In an August 5, 2002, speech, President Bush said: "We are fighting ... to secure freedom in the homeland." Prior to the creation of DHS, U.S. Presidents had referred to the U.S. as "the nation" or "the republic" and to its internal policies as "domestic". Also unprecedented was the use, from 2002, of the phrase "the homeland" by White House spokespeople.

National Terrorism Advisory System
In 2011, the Department of Homeland Security phased out the old Homeland Security Advisory System, replacing it with a two-level National Terrorism Advisory System. The system has two types of advisories: alerts and bulletins. NTAS bulletins permit the secretary to communicate critical terrorism information that, while not necessarily indicative of a specific threat against the United States, can reach homeland security partners or the public quickly, thereby allowing recipients to implement necessary protective measures. Alerts are issued when there is specific and credible information of a terrorist threat against the United States. Alerts have two levels: elevated and imminent. An elevated alert is issued when there is credible information about an attack but only general information about timing or a target. An Imminent Alert is issued when the threat is very specific and impending in the very near term.

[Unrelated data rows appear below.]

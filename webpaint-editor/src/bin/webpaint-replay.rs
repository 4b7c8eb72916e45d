use std::path::{Path, PathBuf};

use anyhow::Context;
use clap::Parser;
use tracing_subscriber::EnvFilter;
use webpaint_document::{load_config, EditorConfig};
use webpaint_editor::{run_script, Editor, ReplayScript};

/// Replay recorded pointer events and toolbar actions against a headless
/// canvas, then save the result as PNG.
#[derive(Parser, Debug)]
#[command(name = "webpaint-replay", version, about)]
struct Args {
    /// JSON replay script.
    #[arg(long)]
    script: PathBuf,

    /// Directory the PNG is written to.
    #[arg(long, default_value = "out")]
    output: PathBuf,

    /// Optional JSON editor config; defaults apply when omitted.
    #[arg(long)]
    config: Option<PathBuf>,
}

fn main() -> anyhow::Result<()> {
    tracing_subscriber::fmt()
        .with_env_filter(
            EnvFilter::try_from_default_env().unwrap_or_else(|_| EnvFilter::new("info")),
        )
        .init();

    let args = Args::parse();

    let config = match &args.config {
        Some(path) => load_config(path)?,
        None => EditorConfig::default(),
    };
    let mut editor = Editor::new(config).context("create editor")?;

    let script = ReplayScript::load(&args.script)?;
    let base_dir = args.script.parent().unwrap_or(Path::new("."));
    let summary = run_script(&mut editor, &script, base_dir, &args.output)?;

    let path = editor.save_png(&args.output)?;
    println!(
        "{} commits, {} cancelled, {} skipped -> {}",
        summary.committed,
        summary.cancelled,
        summary.skipped,
        path.display()
    );
    Ok(())
}
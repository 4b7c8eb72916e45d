// Flood fill for the Fill tool.

use tracing::{debug, trace, warn};
use webpaint_core::{Color, Point, Surface};
use webpaint_document::FillStrategy;

/// Side of the square blocks painted by [`FillStrategy::Block4`].
const BLOCK: u32 = 4;

#[derive(Debug, Clone, Copy, Default)]
pub struct FloodFiller {
    pub strategy: FillStrategy,
}

impl FloodFiller {
    pub fn new(strategy: FillStrategy) -> Self {
        Self { strategy }
    }

    /// Replace the region of `origin`'s color that contains `origin` with
    /// `color`. Returns the number of pixels painted.
    pub fn fill<S: Surface + ?Sized>(&self, surface: &mut S, origin: Point, color: Color) -> usize {
        trace!(
            "Starting flood fill at {:?} with color {} ({:?})",
            origin,
            color,
            self.strategy
        );

        let Some((x, y)) = origin.to_pixel().filter(|&(x, y)| surface.contains(x, y)) else {
            warn!(x = origin.x, y = origin.y, "fill origin outside surface");
            return 0;
        };

        // Get the target color (what we're replacing)
        let Some(target) = surface.pixel(x, y) else {
            return 0;
        };

        // If target is already the fill color, nothing to do
        if target == color {
            debug!("Target color already matches fill color, skipping fill");
            return 0;
        }

        let painted = match self.strategy {
            FillStrategy::PixelExact => fill_pixels(surface, x, y, target, color),
            FillStrategy::Block4 => fill_blocks(surface, x, y, target, color),
        };
        debug!("Flood fill completed, {} pixels painted", painted);
        painted
    }
}

/// 4-connected fill with an explicit stack and a visited bitmap.
fn fill_pixels<S: Surface + ?Sized>(surface: &mut S, x: u32, y: u32, target: Color, replacement: Color) -> usize {
    let (w, h) = surface.bounds();
    let index = |x: u32, y: u32| (y as usize) * (w as usize) + x as usize;
    let mut visited = vec![false; w as usize * h as usize];
    let mut stack = vec![(x, y)];
    visited[index(x, y)] = true;
    let mut painted = 0;

    while let Some((x, y)) = stack.pop() {
        surface.put_pixel(x, y, replacement);
        painted += 1;

        let neighbors = [
            (x.checked_sub(1), Some(y)),
            (Some(x + 1).filter(|&nx| nx < w), Some(y)),
            (Some(x), y.checked_sub(1)),
            (Some(x), Some(y + 1).filter(|&ny| ny < h)),
        ];
        for (nx, ny) in neighbors {
            let (Some(nx), Some(ny)) = (nx, ny) else {
                continue;
            };
            let i = index(nx, ny);
            if !visited[i] && surface.pixel(nx, ny) == Some(target) {
                visited[i] = true;
                stack.push((nx, ny));
            }
        }
    }

    painted
}

/// Block-quantized fill: paints 4x4 blocks, stepping 4 pixels along each
/// axis, sampling only each block's top-left pixel. Cheap, but can leave
/// fringes up to 3px wide and cross boundaries thinner than a block.
fn fill_blocks<S: Surface + ?Sized>(surface: &mut S, x: u32, y: u32, target: Color, replacement: Color) -> usize {
    let (w, h) = surface.bounds();
    // Every visited block shares the origin's offset modulo BLOCK, so x / BLOCK
    // and y / BLOCK identify a block uniquely.
    let cols = w.div_ceil(BLOCK) as usize;
    let rows = h.div_ceil(BLOCK) as usize;
    let index = |x: u32, y: u32| (y / BLOCK) as usize * cols + (x / BLOCK) as usize;
    let mut visited = vec![false; cols * rows];
    let mut stack = vec![(x, y)];
    let mut painted = 0;

    while let Some((x, y)) = stack.pop() {
        let i = index(x, y);
        if visited[i] || surface.pixel(x, y) != Some(target) {
            continue;
        }
        visited[i] = true;

        surface.set_pixel_block(x, y, BLOCK, replacement);
        painted += (BLOCK.min(w - x) * BLOCK.min(h - y)) as usize;

        if x >= BLOCK {
            stack.push((x - BLOCK, y));
        }
        if x + BLOCK < w {
            stack.push((x + BLOCK, y));
        }
        if y >= BLOCK {
            stack.push((x, y - BLOCK));
        }
        if y + BLOCK < h {
            stack.push((x, y + BLOCK));
        }
    }

    painted
}
//! Editor session.
//!
//! The session is the single owner of everything a page used to keep in
//! globals: canvas, history, the active tool, and the style panel values.
//! Hosts feed it gesture events and toolbar actions; nothing else mutates
//! the canvas.

use anyhow::Context;
use image::RgbaImage;
use std::fs;
use std::path::{Path, PathBuf};
use tracing::{debug, info, warn};
use uuid::Uuid;
use webpaint_core::{PaintError, Point, StylePanel, Tool};
use webpaint_document::{
    decode_image, encode_png, save_png, scale_to_fill, ConfigError, DocumentError, EditorConfig,
};
use webpaint_input::{GestureEvent, GesturePhase};

use crate::editor::canvas::Canvas;
use crate::editor::history::{HistoryStack, HistoryStep};
use crate::editor::tools::{GestureOutcome, ToolEngine};

/// What an undo or redo did to the canvas.
#[derive(Debug, Clone, Copy, PartialEq, Eq)]
pub enum HistoryAction {
    /// A stored snapshot was put back.
    Restored,
    /// Walked past the oldest snapshot; the canvas is background only.
    Blanked,
    /// Nothing to redo.
    Unchanged,
}

pub struct Editor {
    session_id: Uuid,
    config: EditorConfig,
    canvas: Canvas,
    history: HistoryStack,
    engine: ToolEngine,
    tool: Tool,
    style_panel: StylePanel,
}

impl Editor {
    pub fn new(config: EditorConfig) -> Result<Self, EditorError> {
        config.validate()?;

        let session_id = Uuid::new_v4();
        info!(
            session = %session_id,
            width = config.width,
            height = config.height,
            "starting editor session"
        );

        let canvas = Canvas::new(config.width, config.height, config.background)?;
        Ok(Self {
            session_id,
            canvas,
            history: HistoryStack::new(config.history_capacity),
            engine: ToolEngine::from_config(&config),
            tool: Tool::default(),
            style_panel: config.default_style.into(),
            config,
        })
    }

    pub fn session_id(&self) -> Uuid {
        self.session_id
    }

    pub fn config(&self) -> &EditorConfig {
        &self.config
    }

    pub fn canvas(&self) -> &Canvas {
        &self.canvas
    }

    pub fn history(&self) -> &HistoryStack {
        &self.history
    }

    pub fn tool(&self) -> Tool {
        self.tool
    }

    pub fn is_drawing(&self) -> bool {
        self.engine.is_active()
    }

    /// Takes effect at the next gesture start.
    pub fn select_tool(&mut self, tool: Tool) {
        debug!(session = %self.session_id, tool = tool.name(), "tool selected");
        self.tool = tool;
    }

    pub fn style_panel(&self) -> &StylePanel {
        &self.style_panel
    }

    /// Panel values are read at gesture start and validated there.
    pub fn style_panel_mut(&mut self) -> &mut StylePanel {
        &mut self.style_panel
    }

    pub fn set_color(&mut self, color: impl Into<String>) {
        self.style_panel.color = color.into();
    }

    pub fn set_stroke_width(&mut self, width: f32) {
        self.style_panel.stroke_width = width;
    }

    pub fn set_fill_mode(&mut self, fill_mode: bool) {
        self.style_panel.fill_mode = fill_mode;
    }

    /// Dispatch one routed gesture event.
    pub fn handle(&mut self, event: &GestureEvent) -> Result<Option<GestureOutcome>, EditorError> {
        match event.phase {
            GesturePhase::Start => {
                self.gesture_start(event.point)?;
                Ok(None)
            }
            GesturePhase::Move => {
                self.gesture_move(event.point);
                Ok(None)
            }
            GesturePhase::End { cancelled } => Ok(Some(self.gesture_end(event.point, cancelled))),
        }
    }

    /// Lock in the current style and tool and begin a gesture. An invalid
    /// style panel skips the gesture entirely and drops any gesture still
    /// in progress.
    pub fn gesture_start(&mut self, point: Point) -> Result<(), EditorError> {
        let style = match self.style_panel.to_style() {
            Ok(style) => style,
            Err(err) => {
                warn!(session = %self.session_id, error = %err, "gesture skipped");
                self.engine.abort(&mut self.canvas);
                return Err(err.into());
            }
        };
        self.engine.start(&mut self.canvas, point, style, self.tool);
        Ok(())
    }

    pub fn gesture_move(&mut self, point: Point) {
        self.engine.move_to(&mut self.canvas, point);
    }

    /// Finish the gesture; a commit is recorded in history.
    pub fn gesture_end(&mut self, point: Point, cancelled: bool) -> GestureOutcome {
        let outcome = self.engine.end(&mut self.canvas, point, cancelled);
        if outcome == GestureOutcome::Committed {
            self.history.push_snapshot(self.canvas.snapshot());
        }
        outcome
    }

    pub fn undo(&mut self) -> HistoryAction {
        self.engine.abort(&mut self.canvas);
        let action = match self.history.undo() {
            HistoryStep::Snapshot(snapshot) => {
                self.canvas.restore(snapshot);
                HistoryAction::Restored
            }
            HistoryStep::Blank => {
                self.canvas.clear();
                HistoryAction::Blanked
            }
            HistoryStep::NoOp => HistoryAction::Unchanged,
        };
        debug!(session = %self.session_id, ?action, cursor = ?self.history.cursor(), "undo");
        action
    }

    pub fn redo(&mut self) -> HistoryAction {
        self.engine.abort(&mut self.canvas);
        let action = match self.history.redo() {
            HistoryStep::Snapshot(snapshot) => {
                self.canvas.restore(snapshot);
                HistoryAction::Restored
            }
            HistoryStep::Blank => {
                self.canvas.clear();
                HistoryAction::Blanked
            }
            HistoryStep::NoOp => HistoryAction::Unchanged,
        };
        debug!(session = %self.session_id, ?action, cursor = ?self.history.cursor(), "redo");
        action
    }

    /// Paint the background over everything and forget all history.
    pub fn clear(&mut self) {
        info!(session = %self.session_id, "clearing canvas and history");
        self.engine.abort(&mut self.canvas);
        self.canvas.clear();
        self.history.clear();
    }

    /// Resize both surfaces. Stored snapshots no longer match, so history is
    /// dropped.
    pub fn resize(&mut self, width: u32, height: u32) -> Result<(), EditorError> {
        self.engine.abort(&mut self.canvas);
        self.canvas.resize(width, height)?;
        self.history.clear();
        info!(session = %self.session_id, width, height, "canvas resized");
        Ok(())
    }

    /// Committed surface as PNG bytes.
    pub fn export_png(&self) -> Result<Vec<u8>, EditorError> {
        Ok(encode_png(self.canvas.surface())?)
    }

    /// Write the PNG into `dir` under the configured export filename.
    pub fn save_png(&self, dir: impl AsRef<Path>) -> anyhow::Result<PathBuf> {
        let png = self.export_png().context("export canvas")?;
        save_png(dir, &self.config.export_filename, &png)
    }

    /// Replace the canvas with a decoded image stretched to the current size.
    /// On a decode failure the canvas and history are left untouched.
    pub fn import_image(&mut self, bytes: &[u8]) -> Result<(), EditorError> {
        let decoded = decode_image(bytes)?;
        self.clear();

        let scaled = scale_to_fill(&decoded, self.canvas.width(), self.canvas.height());
        self.canvas.surface_mut().composite(&scaled, 0, 0);
        info!(
            session = %self.session_id,
            source_width = decoded.width(),
            source_height = decoded.height(),
            "image imported"
        );
        Ok(())
    }

    pub fn load_image(&mut self, path: impl AsRef<Path>) -> anyhow::Result<()> {
        let path = path.as_ref();
        let bytes = fs::read(path).with_context(|| format!("read image: {}", path.display()))?;
        self.import_image(&bytes)
            .with_context(|| format!("import image: {}", path.display()))?;
        Ok(())
    }

    /// Committed surface with any in-progress preview drawn on top.
    pub fn composited(&self) -> RgbaImage {
        self.canvas.composited()
    }
}

/// Errors surfaced by editor operations.
#[derive(Debug, thiserror::Error)]
pub enum EditorError {
    #[error(transparent)]
    Paint(#[from] PaintError),

    #[error(transparent)]
    Document(#[from] DocumentError),

    #[error("invalid configuration: {0}")]
    Config(#[from] ConfigError),
}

On March 12, 2002, the Homeland Security Advisory System, a color-coded terrorism risk advisory scale, was created as the result of a Presidential Directive to provide a "comprehensive and effective means to disseminate information regarding the risk of terrorist acts to Federal, State, and local authorities and to the American people". Many procedures at government facilities are tied into the alert level; for example a facility may search all entering vehicles when the alert is above a certain level. Since January 2003, it has been administered in coordination with DHS; it has also been the target of frequent jokes and ridicule on the part of the administration's detractors about its ineffectiveness. After resigning, Tom Ridge said he did not always agree with the threat level adjustments pushed by other government agencies.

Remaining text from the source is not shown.